Mutation in WWOX gene cause severe neurological disorder with epileptic encephalopathy, west syndrome and psychomotor retardation


2nd International Conference on Epilepsy & Treatment

October 20-21, 2016 Rome, Italy

Jehan Suleiman

Tawam Hospital, UAE

Scientific Tracks Abstracts: J Neurol Disord

Abstract :

Genetic testing including next generation sequencing have been increasingly used in the diagnosis of children with neurological disorders, including severe epilepsies and epileptic encephalopathy, intellectual disability and unexplained motor disorders. Here we report two pediatric cases from different consanguineous Emirati families. They both had early onset global developmental delay, quadriplegia and growth restriction. In addition, they both had epileptic encephalopathy and West syndrome. Case one had microcephaly and optic atrophy but normal MRI, while case two had cortical malformation in the form of polymicrogyria. Case two also had ventilator dependency and respiratory failure. Homozygous mutations involving the WWOX gene were found on whole exome sequencing in both cases (deletion affecting exons 3 to 4 in case one, and splice-site mutation c.606-1G>A in case two). Parents were heterozygous for the involved mutations, which confirm an autosomal recessive pattern of inheritance. WWOX is a cytoplasmic protein involved in many cellular processes including growth, differentiation and tumor suppression. WWOX mutations are reported in different human cancers. More recently WWOX mutations were described in a few cases with spino-cerebellar ataxia associated with epilepsy and mental retardation, a case of severe syndrome of growth retardation, microcephaly, epileptic seizures, optic atrophy, retinopathy and early death, a case of spasticity microcephaly seizures optic atrophy and psychomotor retardation, which is very similar to our 2 cases.
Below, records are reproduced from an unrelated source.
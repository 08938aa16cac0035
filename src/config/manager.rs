use anyhow::{Context, Result};
use serde::Deserialize;
use std::fmt;
use std::fs;
use std::path::PathBuf;
use std::time::Duration;

use crate::error::TranslationError;
use crate::fs::atomic_write;
use crate::paths;
use crate::translation::{
    Backend, BingCredentials, Credentials, Gateway, GoogleCredentials, normalize_source,
};

/// Environment variable consulted for the Google key when none is configured.
pub const DEFAULT_GOOGLE_KEY_ENV: &str = "GOOGLE_TRANSLATE_API_KEY";
/// Environment variable consulted for the Microsoft Translator key when none is configured.
pub const DEFAULT_BING_KEY_ENV: &str = "BING_TRANSLATOR_KEY";

/// Default settings in the `[defaults]` section of config.toml.
#[derive(Debug, Clone, Default, Deserialize)]
pub struct DefaultsConfig {
    /// Backend used when `--backend` is not given.
    pub backend: Option<Backend>,
    /// Default target language.
    pub to: Option<String>,
    /// Default source language; leave unset to let the backend detect it.
    pub from: Option<String>,
    /// Request timeout in seconds.
    pub timeout_secs: Option<u64>,
}

/// The `[google]` section.
#[derive(Debug, Clone, Default, Deserialize)]
pub struct GoogleConfig {
    /// API key stored directly in config (not recommended).
    #[serde(default)]
    pub api_key: Option<String>,
    /// Environment variable name containing the API key.
    #[serde(default)]
    pub api_key_env: Option<String>,
    #[serde(default)]
    pub quota_user: Option<String>,
    #[serde(default)]
    pub referer: Option<String>,
    #[serde(default)]
    pub endpoint: Option<String>,
}

impl GoogleConfig {
    /// Gets the API key: named env var, then config value, then the default env var.
    pub fn get_api_key(&self) -> Option<String> {
        self.locate_api_key().map(|(key, _)| key)
    }

    /// Where [`get_api_key`](Self::get_api_key) finds the key, if anywhere.
    pub fn api_key_source(&self) -> Option<KeySource> {
        self.locate_api_key().map(|(_, source)| source)
    }

    fn locate_api_key(&self) -> Option<(String, KeySource)> {
        lookup_api_key(
            self.api_key_env.as_deref(),
            self.api_key.as_deref(),
            DEFAULT_GOOGLE_KEY_ENV,
        )
    }
}

/// The `[bing]` section.
#[derive(Debug, Clone, Default, Deserialize)]
pub struct BingConfig {
    /// API key stored directly in config (not recommended).
    #[serde(default)]
    pub api_key: Option<String>,
    /// Environment variable name containing the API key.
    #[serde(default)]
    pub api_key_env: Option<String>,
    /// Azure region of the Translator resource.
    #[serde(default)]
    pub region: Option<String>,
    #[serde(default)]
    pub endpoint: Option<String>,
}

impl BingConfig {
    /// Gets the API key: named env var, then config value, then the default env var.
    pub fn get_api_key(&self) -> Option<String> {
        self.locate_api_key().map(|(key, _)| key)
    }

    /// Where [`get_api_key`](Self::get_api_key) finds the key, if anywhere.
    pub fn api_key_source(&self) -> Option<KeySource> {
        self.locate_api_key().map(|(_, source)| source)
    }

    fn locate_api_key(&self) -> Option<(String, KeySource)> {
        lookup_api_key(
            self.api_key_env.as_deref(),
            self.api_key.as_deref(),
            DEFAULT_BING_KEY_ENV,
        )
    }
}

/// Where a configured API key came from.
#[derive(Debug, Clone, PartialEq, Eq)]
pub enum KeySource {
    /// The named environment variable.
    Env(String),
    /// `api_key` in the config file.
    ConfigFile,
}

impl fmt::Display for KeySource {
    fn fmt(&self, f: &mut fmt::Formatter<'_>) -> fmt::Result {
        match self {
            Self::Env(name) => write!(f, "env {name}"),
            Self::ConfigFile => f.write_str("config file"),
        }
    }
}

fn lookup_api_key(
    api_key_env: Option<&str>,
    api_key: Option<&str>,
    default_env: &str,
) -> Option<(String, KeySource)> {
    let from_env = |name: &str| {
        std::env::var(name)
            .ok()
            .filter(|key| !key.is_empty())
            .map(|key| (key, KeySource::Env(name.to_string())))
    };

    api_key_env
        .and_then(from_env)
        .or_else(|| {
            api_key
                .filter(|key| !key.is_empty())
                .map(|key| (key.to_string(), KeySource::ConfigFile))
        })
        .or_else(|| from_env(default_env))
}

/// The complete configuration file structure.
///
/// Corresponds to `~/.config/mtgate/config.toml`.
#[derive(Debug, Clone, Default, Deserialize)]
pub struct ConfigFile {
    #[serde(default)]
    pub defaults: DefaultsConfig,
    #[serde(default)]
    pub google: GoogleConfig,
    #[serde(default)]
    pub bing: BingConfig,
}

/// Resolved configuration after merging CLI arguments and config file.
#[derive(Debug, Clone)]
pub struct ResolvedConfig {
    pub backend: Backend,
    pub credentials: Credentials,
    /// Source language, `None` for auto-detect.
    pub source_language: Option<String>,
    pub target_language: Option<String>,
    pub endpoint: Option<String>,
    pub timeout: Option<Duration>,
}

impl ResolvedConfig {
    /// Returns the target language or explains how to set one.
    pub fn require_target(&self) -> Result<&str> {
        self.target_language.as_deref().ok_or_else(|| {
            anyhow::anyhow!(
                "Missing required configuration: 'to' (target language)\n\n\
                 Please provide it via:\n  \
                 - CLI option: mtgate --to <lang>\n  \
                 - Config file: ~/.config/mtgate/config.toml ([defaults] to = \"...\")"
            )
        })
    }

    /// Builds a gateway for the resolved backend.
    pub fn gateway(&self) -> Result<Gateway> {
        let mut builder = Gateway::builder(self.credentials.clone());
        if let Some(endpoint) = &self.endpoint {
            builder = builder.endpoint(endpoint.clone());
        }
        if let Some(timeout) = self.timeout {
            builder = builder.timeout(timeout);
        }
        Ok(builder.build()?)
    }
}

/// Options for resolving configuration.
///
/// Contains CLI overrides that take precedence over config file values.
#[derive(Debug, Clone, Default)]
pub struct ResolveOptions {
    pub backend: Option<Backend>,
    pub from: Option<String>,
    pub to: Option<String>,
    /// API key for whichever backend is selected.
    pub key: Option<String>,
    pub quota_user: Option<String>,
    pub referer: Option<String>,
    pub region: Option<String>,
    /// Base URL override for the selected backend.
    pub endpoint: Option<String>,
}

/// Resolves configuration by merging CLI options with config file settings.
///
/// CLI options take precedence over config file values.
///
/// # Errors
///
/// Returns an error wrapping [`TranslationError::NoToken`] if no API key can
/// be found for the selected backend.
pub fn resolve_config(
    options: &ResolveOptions,
    config_file: &ConfigFile,
) -> Result<ResolvedConfig> {
    let backend = options
        .backend
        .or(config_file.defaults.backend)
        .unwrap_or_default();

    let cli_key = options.key.clone().filter(|key| !key.is_empty());

    let (credentials, endpoint) = match backend {
        Backend::Google => {
            let google = &config_file.google;
            let key = cli_key
                .or_else(|| google.get_api_key())
                .ok_or_else(|| missing_key(backend, google.api_key_env.as_deref()))?;
            let credentials = GoogleCredentials {
                key,
                quota_user: options
                    .quota_user
                    .clone()
                    .or_else(|| google.quota_user.clone()),
                referer: options.referer.clone().or_else(|| google.referer.clone()),
            };
            (Credentials::Google(credentials), google.endpoint.clone())
        }
        Backend::Bing => {
            let bing = &config_file.bing;
            let api_key = cli_key
                .or_else(|| bing.get_api_key())
                .ok_or_else(|| missing_key(backend, bing.api_key_env.as_deref()))?;
            let credentials = BingCredentials {
                api_key,
                region: options.region.clone().or_else(|| bing.region.clone()),
            };
            (Credentials::Bing(credentials), bing.endpoint.clone())
        }
    };

    let endpoint = options.endpoint.clone().or(endpoint);

    let source_language = options
        .from
        .as_deref()
        .or(config_file.defaults.from.as_deref())
        .and_then(normalize_source)
        .map(str::to_string);

    let target_language = options
        .to
        .as_ref()
        .or(config_file.defaults.to.as_ref())
        .cloned();

    Ok(ResolvedConfig {
        backend,
        credentials,
        source_language,
        target_language,
        endpoint,
        timeout: config_file.defaults.timeout_secs.map(Duration::from_secs),
    })
}

fn missing_key(backend: Backend, api_key_env: Option<&str>) -> anyhow::Error {
    let env_var = api_key_env.unwrap_or(match backend {
        Backend::Google => DEFAULT_GOOGLE_KEY_ENV,
        Backend::Bing => DEFAULT_BING_KEY_ENV,
    });

    anyhow::Error::new(TranslationError::no_token(format!(
        "no API key configured for backend '{backend}'"
    )))
    .context(format!(
        "Backend '{backend}' requires an API key\n\n\
         Set the {env_var} environment variable:\n  \
         export {env_var}=\"your-api-key\"\n\n\
         Or pass --key, or set api_key in the [{backend}] section of ~/.config/mtgate/config.toml"
    ))
}

/// Commented starting point written by `mtgate configure --init`.
pub const CONFIG_TEMPLATE: &str = r#"# mtgate configuration

[defaults]
backend = "google"
to = "en"
# from = "ja"          # omit to let the backend detect the source language
# timeout_secs = 30

[google]
api_key_env = "GOOGLE_TRANSLATE_API_KEY"
# quota_user = "user-42"
# referer = "https://example.com/"

[bing]
api_key_env = "BING_TRANSLATOR_KEY"
# region = "westeurope"
"#;

/// Manages loading and saving configuration files.
pub struct ConfigManager {
    config_path: PathBuf,
}

impl ConfigManager {
    /// Creates a new config manager.
    ///
    /// Configuration is stored at `$XDG_CONFIG_HOME/mtgate/config.toml`
    /// or `~/.config/mtgate/config.toml` if `XDG_CONFIG_HOME` is not set.
    pub fn new() -> Result<Self> {
        Ok(Self {
            config_path: paths::config_dir()?.join("config.toml"),
        })
    }

    pub const fn with_path(config_path: PathBuf) -> Self {
        Self { config_path }
    }

    pub const fn config_path(&self) -> &PathBuf {
        &self.config_path
    }

    pub fn exists(&self) -> bool {
        self.config_path.exists()
    }

    pub fn load(&self) -> Result<ConfigFile> {
        let contents = fs::read_to_string(&self.config_path).with_context(|| {
            format!("Failed to read config file: {}", self.config_path.display())
        })?;

        let config_file: ConfigFile = toml::from_str(&contents).with_context(|| {
            format!("Failed to parse config file: {}", self.config_path.display())
        })?;

        Ok(config_file)
    }

    /// Loads the config file, treating a missing file as empty.
    ///
    /// A file that exists but does not parse is still an error.
    pub fn load_or_default(&self) -> Result<ConfigFile> {
        if self.exists() {
            self.load()
        } else {
            Ok(ConfigFile::default())
        }
    }

    /// Writes [`CONFIG_TEMPLATE`]; refuses to overwrite an existing file.
    pub fn init(&self) -> Result<()> {
        if self.exists() {
            anyhow::bail!(
                "Config file already exists: {}",
                self.config_path.display()
            );
        }
        self.write(CONFIG_TEMPLATE)
    }

    fn write(&self, contents: &str) -> Result<()> {
        if let Some(parent) = self.config_path.parent() {
            fs::create_dir_all(parent).with_context(|| {
                format!("Failed to create config directory: {}", parent.display())
            })?;
        }
        atomic_write(&self.config_path, contents)
    }
}
//! Google Translate v2 (`/language/translate/v2`).
//!
//! All three operations are GETs authenticated by an API key in the query
//! string. Translate and detect travel as a form-encoded POST carrying
//! `X-HTTP-Method-Override: GET`. Browser keys are additionally checked
//! against the `Referer` header, so it is sent whenever one is configured.

use reqwest::header::REFERER;
use reqwest::{Client, Request, RequestBuilder, StatusCode, Url};
use serde::Deserialize;
use serde::de::DeserializeOwned;
use tracing::warn;

use super::transport::{endpoint_url, execute, parse_endpoint};
use super::types::{Detection, TranslateRequest, Translation};
use crate::error::{Result, TranslationError};

pub const DEFAULT_GOOGLE_ENDPOINT: &str = "https://www.googleapis.com";

const TRANSLATE_PATH: &str = "/language/translate/v2";
const DETECT_PATH: &str = "/language/translate/v2/detect";
const LANGUAGES_PATH: &str = "/language/translate/v2/languages";

const METHOD_OVERRIDE_HEADER: &str = "X-HTTP-Method-Override";

/// `errors[].reason` values Google uses for key problems (often with HTTP 400).
const AUTH_REASONS: &[&str] = &[
    "keyInvalid",
    "keyExpired",
    "forbidden",
    "ipRefererBlocked",
    "accessNotConfigured",
    "unauthorized",
    "authError",
];

/// Quota reasons arrive as 403 but say nothing about the key itself.
const QUOTA_REASONS: &[&str] = &[
    "dailyLimitExceeded",
    "userRateLimitExceeded",
    "rateLimitExceeded",
    "quotaExceeded",
];

#[derive(Debug, Clone, Default, PartialEq, Eq)]
pub struct GoogleCredentials {
    pub key: String,
    /// Sent as `quotaUser` so Google can attribute usage to an end user.
    pub quota_user: Option<String>,
    /// Sent as the `Referer` header for referer-restricted browser keys.
    pub referer: Option<String>,
}

impl GoogleCredentials {
    pub fn new(key: impl Into<String>) -> Self {
        Self {
            key: key.into(),
            ..Self::default()
        }
    }
}

#[derive(Debug, Clone)]
pub struct GoogleTranslator {
    client: Client,
    endpoint: Url,
    credentials: GoogleCredentials,
}

impl GoogleTranslator {
    pub fn new(client: Client, credentials: GoogleCredentials) -> Result<Self> {
        Self::with_endpoint(client, credentials, DEFAULT_GOOGLE_ENDPOINT)
    }

    pub fn with_endpoint(
        client: Client,
        credentials: GoogleCredentials,
        endpoint: &str,
    ) -> Result<Self> {
        Ok(Self {
            client,
            endpoint: parse_endpoint(endpoint)?,
            credentials,
        })
    }

    pub const fn credentials(&self) -> &GoogleCredentials {
        &self.credentials
    }

    pub fn build_translate_request(&self, request: &TranslateRequest) -> Result<Request> {
        let key = self.api_key()?;
        request.validate()?;

        let mut params: Vec<(&str, &str)> = request
            .messages
            .iter()
            .map(|message| ("q", message.as_str()))
            .collect();
        params.push(("target", request.target.trim()));
        if let Some(source) = request.source_language() {
            params.push(("source", source));
        }
        // Plain text in, plain text out; the default `html` format entity-escapes results.
        params.push(("format", "text"));

        self.build_post(TRANSLATE_PATH, key, &params)
    }

    pub fn build_detect_request(&self, text: &str) -> Result<Request> {
        let key = self.api_key()?;
        if text.trim().is_empty() {
            return Err(TranslationError::bad_request("no text to detect"));
        }
        self.build_post(DETECT_PATH, key, &[("q", text)])
    }

    pub fn build_languages_request(&self) -> Result<Request> {
        let key = self.api_key()?;
        let builder = self.client.get(self.authorized_url(LANGUAGES_PATH, key));
        Ok(self.with_referer(builder).build()?)
    }

    pub async fn translate(&self, request: &TranslateRequest) -> Result<Translation> {
        let http_request = self.build_translate_request(request)?;
        let (status, body) = execute(&self.client, http_request, "google", "translate").await?;
        parse_translate_response(status, &body, request.messages.len())
            .inspect_err(|e| log_failure("translate", e))
    }

    pub async fn detect_language(&self, text: &str) -> Result<Detection> {
        let http_request = self.build_detect_request(text)?;
        let (status, body) = execute(&self.client, http_request, "google", "detect").await?;
        parse_detect_response(status, &body).inspect_err(|e| log_failure("detect", e))
    }

    pub async fn supported_languages(&self) -> Result<Vec<String>> {
        let http_request = self.build_languages_request()?;
        let (status, body) = execute(&self.client, http_request, "google", "languages").await?;
        parse_languages_response(status, &body).inspect_err(|e| log_failure("languages", e))
    }

    fn api_key(&self) -> Result<&str> {
        let key = self.credentials.key.trim();
        if key.is_empty() {
            return Err(TranslationError::no_token("Google API key is missing"));
        }
        Ok(key)
    }

    /// Endpoint URL carrying the key and quota user, which Google reads from the query string.
    fn authorized_url(&self, path: &str, key: &str) -> Url {
        let mut url = endpoint_url(&self.endpoint, path);
        {
            let mut query = url.query_pairs_mut();
            query.append_pair("key", key);
            if let Some(quota_user) = non_empty(self.credentials.quota_user.as_deref()) {
                query.append_pair("quotaUser", quota_user);
            }
        }
        url
    }

    /// A GET with its parameters moved into a form body, so batch size is not bound by URL length.
    fn build_post(&self, path: &str, key: &str, params: &[(&str, &str)]) -> Result<Request> {
        let builder = self
            .client
            .post(self.authorized_url(path, key))
            .header(METHOD_OVERRIDE_HEADER, "GET")
            .form(params);
        Ok(self.with_referer(builder).build()?)
    }

    fn with_referer(&self, builder: RequestBuilder) -> RequestBuilder {
        match non_empty(self.credentials.referer.as_deref()) {
            Some(referer) => builder.header(REFERER, referer),
            None => builder,
        }
    }
}

fn non_empty(value: Option<&str>) -> Option<&str> {
    value.map(str::trim).filter(|v| !v.is_empty())
}

fn log_failure(operation: &'static str, error: &TranslationError) {
    warn!(backend = "google", operation, kind = ?error.kind(), "{error}");
}

#[derive(Debug, Deserialize)]
struct Envelope<T> {
    data: Option<T>,
    error: Option<GoogleError>,
}

#[derive(Debug, Deserialize)]
struct ErrorEnvelope {
    error: GoogleError,
}

#[derive(Debug, Deserialize)]
struct GoogleError {
    #[serde(default)]
    code: Option<u16>,
    #[serde(default)]
    message: String,
    #[serde(default)]
    errors: Vec<GoogleErrorDetail>,
}

#[derive(Debug, Deserialize)]
struct GoogleErrorDetail {
    #[serde(default)]
    reason: String,
}

#[derive(Debug, Deserialize)]
struct TranslationsData {
    translations: Vec<GoogleTranslation>,
}

#[derive(Debug, Deserialize)]
#[serde(rename_all = "camelCase")]
struct GoogleTranslation {
    translated_text: String,
    #[serde(default)]
    detected_source_language: Option<String>,
}

#[derive(Debug, Deserialize)]
struct DetectionsData {
    detections: Vec<Vec<GoogleDetection>>,
}

#[derive(Debug, Deserialize)]
struct GoogleDetection {
    language: String,
    #[serde(default)]
    confidence: f32,
}

#[derive(Debug, Deserialize)]
struct LanguagesData {
    languages: Vec<GoogleLanguage>,
}

#[derive(Debug, Deserialize)]
struct GoogleLanguage {
    language: String,
}

/// Parses a `/v2` translate response for a batch of `expected` messages.
pub fn parse_translate_response(
    status: StatusCode,
    body: &str,
    expected: usize,
) -> Result<Translation> {
    let data: TranslationsData = decode(status, body)?;
    Translation::from_items(
        data.translations
            .into_iter()
            .map(|t| (t.translated_text, t.detected_source_language)),
        expected,
    )
}

/// Parses a `/v2/detect` response; the first candidate is taken as the best one.
pub fn parse_detect_response(status: StatusCode, body: &str) -> Result<Detection> {
    let data: DetectionsData = decode(status, body)?;
    data.detections
        .into_iter()
        .next()
        .and_then(|candidates| candidates.into_iter().next())
        .map(|candidate| Detection {
            language: candidate.language,
            confidence: candidate.confidence,
        })
        .ok_or_else(|| TranslationError::malformed("response contains no detections"))
}

/// Parses a `/v2/languages` response, keeping the backend's order.
pub fn parse_languages_response(status: StatusCode, body: &str) -> Result<Vec<String>> {
    let data: LanguagesData = decode(status, body)?;
    Ok(data.languages.into_iter().map(|l| l.language).collect())
}

fn decode<T: DeserializeOwned>(status: StatusCode, body: &str) -> Result<T> {
    if !status.is_success() {
        return Err(classify_failure(status, body));
    }

    let envelope: Envelope<T> = serde_json::from_str(body)?;
    match envelope {
        Envelope { data: Some(data), .. } => Ok(data),
        Envelope {
            error: Some(error), ..
        } => Err(classify_error(status, error)),
        Envelope { .. } => Err(TranslationError::malformed(
            "response has neither `data` nor `error`",
        )),
    }
}

fn classify_failure(status: StatusCode, body: &str) -> TranslationError {
    serde_json::from_str::<ErrorEnvelope>(body).map_or_else(
        |_| TranslationError::from_status(status, body.trim()),
        |envelope| classify_error(status, envelope.error),
    )
}

fn classify_error(status: StatusCode, error: GoogleError) -> TranslationError {
    // A 200 carrying an error object is judged by the code inside it.
    let status = if status.is_success() {
        error
            .code
            .and_then(|code| StatusCode::from_u16(code).ok())
            .unwrap_or(StatusCode::INTERNAL_SERVER_ERROR)
    } else {
        status
    };

    let has_reason = |reasons: &[&str]| {
        error
            .errors
            .iter()
            .any(|detail| reasons.contains(&detail.reason.as_str()))
    };

    if has_reason(QUOTA_REASONS) {
        return TranslationError::Backend {
            status,
            message: error.message,
        };
    }

    let mentions_key = error.message.to_ascii_lowercase().contains("api key");
    if has_reason(AUTH_REASONS) || mentions_key {
        return TranslationError::NoToken {
            message: error.message,
            status: Some(status),
        };
    }

    TranslationError::from_status(status, error.message)
}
The findings in our patients expand the phenotype associated with WWOX genetic abnormalities and confirm previous associations with microcephaly spasticity psychomotor retardation seizures and more importantly as a gene associated with epileptic encephalopathy and West Syndrome.

Biography :

Jehan Suleiman is a Consultant Pediatric Neurologist at Tawam Hospital in UAE, and Assistant Professor at the UAE University. She is the Founder of Emirati Pediatric Neurology Network. She completed her training at the Children Hospital at Westmead in Sydney, Australia. She holds the Fellowship of Royal Australasian College of Physicians in Pediatric and Pediatric Neurology. She has completed her PhD in Medicine from the University of Sydney in the area of Autoimmune Epilepsy. She has many leading publications in this field in high impact journals. She is invited as a speaker to many national and international conferences. Her clinical and research areas of interest include neuroimmunology, complex epilepsy and neurogenetics.

Email: [email protected]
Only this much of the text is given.